**Problem description**. For the string "LabelValue", report how many lines in the records below contain it, and nothing more.

Study material section start

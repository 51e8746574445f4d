//! Client-side checks for the identifiers we send to the API server.
//!
//! These mirror the apiserver's own rules closely enough that obviously bad
//! input fails fast, before a round trip.

use once_cell::sync::Lazy;
use regex::Regex;
use thiserror::Error;

const DNS1123_LABEL_MAX_LENGTH: usize = 63;
const DNS1123_SUBDOMAIN_MAX_LENGTH: usize = 253;
const LABEL_NAME_MAX_LENGTH: usize = 63;
const LABEL_VALUE_MAX_LENGTH: usize = 63;
const CONFIG_MAP_KEY_MAX_LENGTH: usize = 253;

#[allow(clippy::expect_used)] // Static patterns
static DNS1123_LABEL: Lazy<Regex> =
    Lazy::new(|| Regex::new("^[a-z0-9]([-a-z0-9]*[a-z0-9])?$").expect("valid pattern"));

#[allow(clippy::expect_used)]
static DNS1123_SUBDOMAIN: Lazy<Regex> = Lazy::new(|| {
    Regex::new("^[a-z0-9]([-a-z0-9]*[a-z0-9])?(\\.[a-z0-9]([-a-z0-9]*[a-z0-9])?)*$")
        .expect("valid pattern")
});

#[allow(clippy::expect_used)]
static QUALIFIED_NAME: Lazy<Regex> = Lazy::new(|| {
    Regex::new("^([A-Za-z0-9][-A-Za-z0-9_.]*)?[A-Za-z0-9]$").expect("valid pattern")
});

#[allow(clippy::expect_used)]
static CONFIG_MAP_KEY: Lazy<Regex> =
    Lazy::new(|| Regex::new("^[-._a-zA-Z0-9]+$").expect("valid pattern"));

#[derive(Debug, Error, Clone, PartialEq, Eq)]
pub enum ValidationError {
    #[error("Invalid namespace {0:?}: must be a lowercase RFC 1123 label")]
    Namespace(String),
    #[error("Invalid name {0:?}: must be a lowercase RFC 1123 subdomain")]
    Name(String),
    #[error("Invalid data key {0:?}: must consist of alphanumerics, '-', '_' or '.'")]
    DataKey(String),
    #[error("Invalid label key {0:?}")]
    LabelKey(String),
    #[error("Invalid label value {value:?} for key {key:?}")]
    LabelValue { key: String, value: String },
    #[error("Malformed label selector term {0:?}, expected key=value")]
    SelectorTerm(String),
}

fn is_dns1123_label(value: &str) -> bool {
    value.len() <= DNS1123_LABEL_MAX_LENGTH && DNS1123_LABEL.is_match(value)
}

fn is_dns1123_subdomain(value: &str) -> bool {
    value.len() <= DNS1123_SUBDOMAIN_MAX_LENGTH && DNS1123_SUBDOMAIN.is_match(value)
}

pub fn validate_namespace(namespace: &str) -> Result<(), ValidationError> {
    if is_dns1123_label(namespace) {
        Ok(())
    } else {
        Err(ValidationError::Namespace(namespace.to_string()))
    }
}

pub fn validate_name(name: &str) -> Result<(), ValidationError> {
    if is_dns1123_subdomain(name) {
        Ok(())
    } else {
        Err(ValidationError::Name(name.to_string()))
    }
}

pub fn validate_data_key(key: &str) -> Result<(), ValidationError> {
    let valid = key.len() <= CONFIG_MAP_KEY_MAX_LENGTH
        && CONFIG_MAP_KEY.is_match(key)
        && key != "."
        && !key.starts_with("..");

    if valid {
        Ok(())
    } else {
        Err(ValidationError::DataKey(key.to_string()))
    }
}

/// Label keys are `[prefix/]name`, where the prefix is a DNS subdomain.
pub fn validate_label_key(key: &str) -> Result<(), ValidationError> {
    let (prefix, name) = match key.split_once('/') {
        Some((prefix, name)) => (Some(prefix), name),
        None => (None, key),
    };

    let prefix_ok = prefix.is_none_or(is_dns1123_subdomain);
    let name_ok = name.len() <= LABEL_NAME_MAX_LENGTH && QUALIFIED_NAME.is_match(name);

    if prefix_ok && name_ok {
        Ok(())
    } else {
        Err(ValidationError::LabelKey(key.to_string()))
    }
}

pub fn validate_label_value(key: &str, value: &str) -> Result<(), ValidationError> {
    let valid = value.is_empty()
        || (value.len() <= LABEL_VALUE_MAX_LENGTH && QUALIFIED_NAME.is_match(value));

    if valid {
        Ok(())
    } else {
        Err(ValidationError::LabelValue {
            key: key.to_string(),
            value: value.to_string(),
        })
    }
}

Study material section end

**Solved problem**. 2